__Task to carry out__:
Nothing outside the range below should be printed. Output exactly the lines from the line with "pub mod discounts;" to the line with "(status = 400, description", both included.

__Provided data__:
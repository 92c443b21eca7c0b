pub mod analytics;
pub mod db;
pub mod discounts;
pub mod error;
pub mod models;
pub mod notifier;
pub mod orders;
pub mod validation;

use std::sync::Arc;
use std::time::Duration;

use axum::{
    extract::{Path, State},
    http::StatusCode,
    response::Json,
    routing::{delete, get, post, put},
    Router,
};
use sqlx::PgPool;
use utoipa::OpenApi;
use utoipa_swagger_ui::SwaggerUi;
use uuid::Uuid;
use validator::Validate;

use discounts::scheduler::DiscountSweeper;
use discounts::service::DiscountService;
use error::ApiError;
use models::{CreateProduct, Product};
use notifier::LogNotifier;
use orders::lifecycle::OrderLifecycle;

/// OpenAPI documentation structure
#[derive(OpenApi)]
#[openapi(
    paths(
        create_product,
        get_all_products,
        get_product_by_id,
        delete_product,
    ),
    components(
        schemas(Product, CreateProduct)
    ),
    tags(
        (name = "products", description = "Product catalog endpoints")
    ),
    info(
        title = "Storefront API",
        version = "1.0.0",
        description = "Order lifecycle, inventory, and discount management API"
    )
)]
struct ApiDoc;

/// Application state shared across handlers
#[derive(Clone)]
pub struct AppState {
    pub db: PgPool,
    pub orders: OrderLifecycle,
    pub discounts: DiscountService,
    /// Shared with the background sweeper so the manual sweep endpoint and
    /// the scheduled loop never run at the same time
    pub sweep_guard: Arc<tokio::sync::Mutex<()>>,
}

/// Handler for POST /api/products
/// Creates a new catalog product
#[utoipa::path(
    post,
    path = "/api/products",
    request_body = CreateProduct,
    responses(
        (status = 201, description = "Product created successfully", body = Product),
        (status = 400, description = "Invalid input data", body = String, example = json!({"error": "Stock must be non-negative"})),
        (status = 500, description = "Internal server error", body = String, example = json!({"error": "Database error"}))
    ),
    tag = "products"
)]
async fn create_product(
    State(state): State<AppState>,
    Json(payload): Json<CreateProduct>,
) -> Result<(StatusCode, Json<Product>), ApiError> {
    tracing::debug!("Creating new product: {}", payload.name);

    // Validate the request using validator crate
    payload.validate()?;

    if payload.regular_price < rust_decimal::Decimal::ZERO {
        return Err(ApiError::Conflict {
            message: "Regular price must be non-negative".to_string(),
        });
    }

    // A new product has no discounts attached, so final_price starts at
    // regular_price
    let product = sqlx::query_as::<_, Product>(
        r#"
        INSERT INTO products (name, category, regular_price, final_price, stock, is_published)
        VALUES ($1, $2, $3, $3, $4, $5)
        RETURNING id, name, category, regular_price, final_price, stock, sales_count,
                  total_revenue, is_published, is_archived, created_at, updated_at
        "#,
    )
    .bind(&payload.name)
    .bind(&payload.category)
    .bind(payload.regular_price)
    .bind(payload.stock)
    .bind(payload.is_published)
    .fetch_one(&state.db)
    .await?;

    tracing::info!("Successfully created product with id: {}", product.id);
    Ok((StatusCode::CREATED, Json(product)))
}

/// Handler for GET /api/products
/// Retrieves all non-archived products
#[utoipa::path(
    get,
    path = "/api/products",
    responses(
        (status = 200, description = "List of all products", body = Vec<Product>),
        (status = 500, description = "Internal server error", body = String, example = json!({"error": "Database error"}))
    ),
    tag = "products"
)]
async fn get_all_products(State(state): State<AppState>) -> Result<Json<Vec<Product>>, ApiError> {
    tracing::debug!("Fetching all products");

    let products = sqlx::query_as::<_, Product>(
        r#"
        SELECT id, name, category, regular_price, final_price, stock, sales_count,
               total_revenue, is_published, is_archived, created_at, updated_at
        FROM products
        WHERE NOT is_archived
        ORDER BY id
        "#,
    )
    .fetch_all(&state.db)
    .await?;

    tracing::debug!("Retrieved {} products", products.len());
    Ok(Json(products))
}

/// Handler for GET /api/products/:id
/// Retrieves a specific product by ID
#[utoipa::path(
    get,
    path = "/api/products/{id}",
    params(
        ("id" = Uuid, Path, description = "Product ID")
    ),
    responses(
        (status = 200, description = "Product found", body = Product),
        (status = 404, description = "Product not found", body = String, example = json!({"error": "Product not found"})),
        (status = 500, description = "Internal server error", body = String, example = json!({"error": "Database error"}))
    ),
    tag = "products"
)]
async fn get_product_by_id(
    State(state): State<AppState>,
    Path(id): Path<Uuid>,
) -> Result<Json<Product>, ApiError> {
    tracing::debug!("Fetching product with id: {}", id);

    let product = sqlx::query_as::<_, Product>(
        r#"
        SELECT id, name, category, regular_price, final_price, stock, sales_count,
               total_revenue, is_published, is_archived, created_at, updated_at
        FROM products
        WHERE id = $1
        "#,
    )
    .bind(id)
    .fetch_optional(&state.db)
    .await?
    .ok_or_else(|| {
        tracing::debug!("Product with id {} not found", id);
        ApiError::NotFound {
            resource: "Product".to_string(),
            id: id.to_string(),
        }
    })?;

    Ok(Json(product))
}

/// Handler for DELETE /api/products/:id
/// Archives a product. Order items keep their snapshots, so archived
/// products never break existing orders.
#[utoipa::path(
    delete,
    path = "/api/products/{id}",
    params(
        ("id" = Uuid, Path, description = "Product ID")
    ),
    responses(
        (status = 204, description = "Product archived successfully"),
        (status = 404, description = "Product not found", body = String, example = json!({"error": "Product not found"})),
        (status = 500, description = "Internal server error", body = String, example = json!({"error": "Database error"}))
    ),
    tag = "products"
)]
async fn delete_product(
    State(state): State<AppState>,
    Path(id): Path<Uuid>,
) -> Result<StatusCode, ApiError> {
    tracing::debug!("Archiving product with id: {}", id);

    let result = sqlx::query(
        "UPDATE products SET is_archived = TRUE, updated_at = NOW() WHERE id = $1",
    )
    .bind(id)
    .execute(&state.db)
    .await?;

    if result.rows_affected() == 0 {
        return Err(ApiError::NotFound {
            resource: "Product".to_string(),
            id: id.to_string(),
        });
    }

    tracing::info!("Successfully archived product with id: {}", id);
    Ok(StatusCode::NO_CONTENT)
}

/// Creates and configures the application router
/// Maps all API endpoints to their handlers and adds CORS middleware
pub fn create_router(db: PgPool, sweep_guard: Arc<tokio::sync::Mutex<()>>) -> Router {
    use tower_http::cors::{Any, CorsLayer};

    let state = AppState {
        orders: OrderLifecycle::new(db.clone(), Arc::new(LogNotifier)),
        discounts: DiscountService::new(db.clone()),
        sweep_guard,
        db,
    };

    // Configure CORS to allow all origins, methods, and headers
    let cors = CorsLayer::new()
        .allow_origin(Any)
        .allow_methods(Any)
        .allow_headers(Any);

    Router::new()
        // Swagger UI
        .merge(SwaggerUi::new("/swagger-ui").url("/api-docs/openapi.json", ApiDoc::openapi()))
        // Catalog routes
        .route("/api/products", post(create_product))
        .route("/api/products", get(get_all_products))
        .route("/api/products/:id", get(get_product_by_id))
        .route("/api/products/:id", delete(delete_product))
        // Order routes
        .route("/api/orders", post(orders::create_order_handler))
        .route("/api/orders", get(orders::list_orders_handler))
        .route("/api/orders/:id", get(orders::get_order_handler))
        .route(
            "/api/orders/:id/transition",
            post(orders::transition_order_handler),
        )
        .route("/api/payments/confirm", post(orders::confirm_payment_handler))
        // Analytics routes
        .route(
            "/api/analytics/categories",
            get(analytics::category_performance_handler),
        )
        .route(
            "/api/analytics/top-products",
            get(analytics::top_products_handler),
        )
        .route(
            "/api/analytics/recompute",
            post(analytics::recompute_handler),
        )
        // Discount routes
        .route("/api/discounts", post(discounts::create_discount_handler))
        .route("/api/discounts", get(discounts::list_discounts_handler))
        .route("/api/discounts/sweep", post(discounts::sweep_handler))
        .route("/api/discounts/:id", get(discounts::get_discount_handler))
        .route("/api/discounts/:id", put(discounts::update_discount_handler))
        .route(
            "/api/discounts/:id",
            delete(discounts::delete_discount_handler),
        )
        .layer(cors)
        .with_state(state)
}

#[tokio::main]
async fn main() {
    // Load environment variables from .env file
    dotenv::dotenv().ok();

    // Initialize tracing subscriber for logging; RUST_LOG controls the
    // filter, defaulting to info
    tracing_subscriber::fmt()
        .with_env_filter(
            tracing_subscriber::EnvFilter::try_from_default_env()
                .unwrap_or_else(|_| tracing_subscriber::EnvFilter::new("info")),
        )
        .with_target(false)
        .with_level(true)
        .init();

    tracing::info!("Storefront API - Starting...");

    // Get configuration from environment variables
    let database_url =
        std::env::var("DATABASE_URL").expect("DATABASE_URL must be set in environment");
    let host = std::env::var("HOST").unwrap_or_else(|_| "0.0.0.0".to_string());
    let port = std::env::var("PORT").unwrap_or_else(|_| "8080".to_string());
    let sweep_secs: u64 = std::env::var("DISCOUNT_SWEEP_SECS")
        .ok()
        .and_then(|v| v.parse().ok())
        .unwrap_or(60);

    // Create database connection pool
    tracing::info!("Connecting to database...");
    let db_pool = db::create_pool(&database_url)
        .await
        .expect("Failed to create database pool");

    // Run SQLx migrations on startup
    tracing::info!("Running database migrations...");
    sqlx::migrate!("./migrations")
        .run(&db_pool)
        .await
        .expect("Failed to run database migrations");
    tracing::info!("Migrations completed successfully");

    // Start the discount sweeper in the background
    let sweep_guard = Arc::new(tokio::sync::Mutex::new(()));
    let sweeper = DiscountSweeper::new(
        DiscountService::new(db_pool.clone()),
        Duration::from_secs(sweep_secs),
        sweep_guard.clone(),
    );
    tokio::spawn(sweeper.run());

    // Create the application router
    let app = create_router(db_pool, sweep_guard);

    // Start the Axum server
    let addr = format!("{}:{}", host, port);
    tracing::info!("Starting server on {}", addr);

    let listener = tokio::net::TcpListener::bind(&addr)
        .await
        .expect("Failed to bind to address");

    tracing::info!("Storefront API is running on http://{}", addr);
    tracing::info!("Swagger UI available at http://{}/swagger-ui", addr);

    axum::serve(listener, app).await.expect("Server error");
}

__Response below__:
pub mod discounts;
pub mod error;
pub mod models;
pub mod notifier;
pub mod orders;
pub mod validation;

use std::sync::Arc;
use std::time::Duration;

use axum::{
    extract::{Path, State},
    http::StatusCode,
    response::Json,
    routing::{delete, get, post, put},
    Router,
};
use sqlx::PgPool;
use utoipa::OpenApi;
use utoipa_swagger_ui::SwaggerUi;
use uuid::Uuid;
use validator::Validate;

use discounts::scheduler::DiscountSweeper;
use discounts::service::DiscountService;
use error::ApiError;
use models::{CreateProduct, Product};
use notifier::LogNotifier;
use orders::lifecycle::OrderLifecycle;

/// OpenAPI documentation structure
#[derive(OpenApi)]
#[openapi(
    paths(
        create_product,
        get_all_products,
        get_product_by_id,
        delete_product,
    ),
    components(
        schemas(Product, CreateProduct)
    ),
    tags(
        (name = "products", description = "Product catalog endpoints")
    ),
    info(
        title = "Storefront API",
        version = "1.0.0",
        description = "Order lifecycle, inventory, and discount management API"
    )
)]
struct ApiDoc;

/// Application state shared across handlers
#[derive(Clone)]
pub struct AppState {
    pub db: PgPool,
    pub orders: OrderLifecycle,
    pub discounts: DiscountService,
    /// Shared with the background sweeper so the manual sweep endpoint and
    /// the scheduled loop never run at the same time
    pub sweep_guard: Arc<tokio::sync::Mutex<()>>,
}

/// Handler for POST /api/products
/// Creates a new catalog product
#[utoipa::path(
    post,
    path = "/api/products",
    request_body = CreateProduct,
    responses(
        (status = 201, description = "Product created successfully", body = Product),
        (status = 400, description = "Invalid input data", body = String, example = json!({"error": "Stock must be non-negative"})),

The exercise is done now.